View Don W's profile

Don W

17958 posts in 2028 days


#5 posted 02-09-2014 08:58 PM

I don’t do much turning. All my plane and chisel sharpening is done with a bench grinder and oil stone. I’d be interested to know what you mean by its not working well. For the plane and chisels, I think its the best.

I have the grizzly and I find it very slow. I only use it when I have to grind a lot on a rehab. I clamp it down and walk away.

If the bench grinder works well for your turning tools, I’d figure out a better way for the planes and chisels using the grinder.

-- Master hand plane hoarder. - http://timetestedtools.net

View Loren's profile

Loren

8295 posts in 3108 days


#6 posted 02-09-2014 10:01 PM

I would recommend stones for the straight things. I use
the Burns system which requires 2 diamond and a fine
water stone plus a guide. Because of how the system works
I can bear down without gouging the water stone and
it does not dish the stone either.

I use a Makita wet grinder for planer blades and while
I’m at it I sharpen other things. It does make a mess.

In terms of the sandpaper systems, I see people complaining
about the ongoing paper costs. This would be an annoyance
to me as well.

Lee Valley has some clever hard felt buffing wheels and
strops to mount on grinders for polishing curved tools with
jeweler’s rouge.

View a1Jim's profile

a1Jim

115202 posts in 3037 days


#7 posted 02-09-2014 10:06 PM

I’m happy with my work sharp,but there are many ways to sharpen.

-- http://artisticwoodstudio.com Custom furniture

View gtbuzz's profile

gtbuzz

427 posts in 1902 days


#8 posted 02-10-2014 05:19 AM

Thanks to all for the replies, its definitely given me more to think about (for better or worse, I’m not sure yet :) ).

To be honest, I’m leaning towards the Work Sharp right now, mainly because it seems to be a little less of a hassle than a wet grinder, although I could be way off base about that. I hadn’t really considered this as an option when I first looked at it a few years ago because there didn’t seem to be a good solution for lathe tools, but the ability to use the Tormek jigs seem to be a pretty decent solution. There just doesn’t seem to be any very many reviews of this method yet. Admittedly, I don’t sharpen my skews and gouges as often as most people would as I use them as complimentary tools to Easy Wood tools. I still like using them though so they still need to be taken care of.

With a wet grinder I think my hesitation revolves around the potential maintenance. How often does it have to be filled? Can I just top it off as needed or do I have to empty it and let it dry after every turning session? Additionally, what happens when temperatures drop during the winter? In my shop its not likely to freeze but its still a concern, and I would rather keep as far away from water as possible if its 40 degrees in the shop. With this Grizzly specifically, can anyone comment to how much water would is spewed when its in use?
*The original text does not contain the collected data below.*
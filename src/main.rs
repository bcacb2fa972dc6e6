//! records-bridge - privileged file service for the patient-records desktop app
//!
//! The rendering process never touches the filesystem itself. It talks to this
//! process over stdin/stdout and may only invoke the fixed set of operations in
//! [`protocol::Request`].

mod filesystem;
mod lifecycle;
mod protocol;
mod server;

use std::path::PathBuf;

use clap::{Parser, Subcommand};
use colored::Colorize;
use tracing_subscriber::EnvFilter;

use filesystem::config::{BridgeConfig, ExecutionMode};
use filesystem::{path_utils, usage};

#[derive(Parser, Debug)]
#[command(name = "records-bridge", version, about)]
struct Cli {
    #[command(subcommand)]
    command: Option<Command>,

    /// Execution mode (defaults to RECORDS_ENV)
    #[arg(long, value_enum, global = true)]
    mode: Option<ExecutionMode>,

    /// Use this storage root instead of resolving one
    #[arg(long, global = true)]
    storage_root: Option<PathBuf>,
}

#[derive(Subcommand, Debug)]
enum Command {
    /// Serve the rendering process over stdin/stdout (default)
    Serve,
    /// Print usage of a folder relative to its volume
    FolderInfo { path: String },
    /// Print the resolved storage root
    StorageRoot,
}

#[tokio::main]
async fn main() -> Result<(), Box<dyn std::error::Error>> {
    // stdout carries the protocol, so logs go to stderr
    tracing_subscriber::fmt()
        .with_env_filter(
            EnvFilter::try_from_default_env()
                .unwrap_or_else(|_| EnvFilter::new("records_bridge=info")),
        )
        .with_writer(std::io::stderr)
        .init();

    let cli = Cli::parse();

    let mut config = BridgeConfig::from_env();
    if let Some(mode) = cli.mode {
        config.mode = mode;
    }
    if cli.storage_root.is_some() {
        config.storage_root = cli.storage_root;
    }

    match cli.command.unwrap_or(Command::Serve) {
        Command::Serve => server::run(config).await?,
        Command::FolderInfo { path } => {
            let report = usage::folder_info(Some(path.as_str())).await;
            println!("{} {}", "Used: ".cyan(), report.used_space);
            println!("{} {}", "Total:".cyan(), report.total_space);
            println!("{} {}%", "Share:".cyan(), report.percentage);
        }
        Command::StorageRoot => {
            let root = path_utils::resolve_storage_root(&config)?;
            println!("{}", root.display());
        }
    }

    Ok(())
}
Keeping the bench grinder + Wolverine setup along side a Work Sharp is technically an option, but in reality I would like to avoid it since it takes up additional space and I’m limited there. That’s the one major thing the Grizzly has going for it in that I know I wont need the bench grinder afterwards.

What I don’t like about my current dry grinder setup has a lot to do with that its not technically a low speed grinder, so I haven’t really be careful about not overheating the tools. Could also be the crappy wheels on it too.

View Loren's profile

Loren

8295 posts in 3108 days


#9 posted 02-10-2014 05:41 AM

The Makita has a horizontal wheel face. You don’t use the
edge of the wheel. It can sharpen planer blades up to 16”
wide. It takes a lot of water. I sometimes use the reservoir
but often I hold a sponge in one hand and just squeeze
on a lot of water as I go. It helps prevent glazing but does
throw the water out like a pottery wheel.

I dry the wheel between uses. If you leave a waterstone wet
it can get mildew. They can also crack if frozen wet.

View mahdee's profile

mahdee

3548 posts in 1228 days


#10 posted 02-10-2014 12:46 PM

I made a simple jig to sharpen both my thickness plane and joiner blade. It works very well. A block of 2×6 with 2 two cuts on it at an angle so when I insert the knives into it, the knife face sit flat. I use my diamond block and simply run it back and forth to sharpen the blades.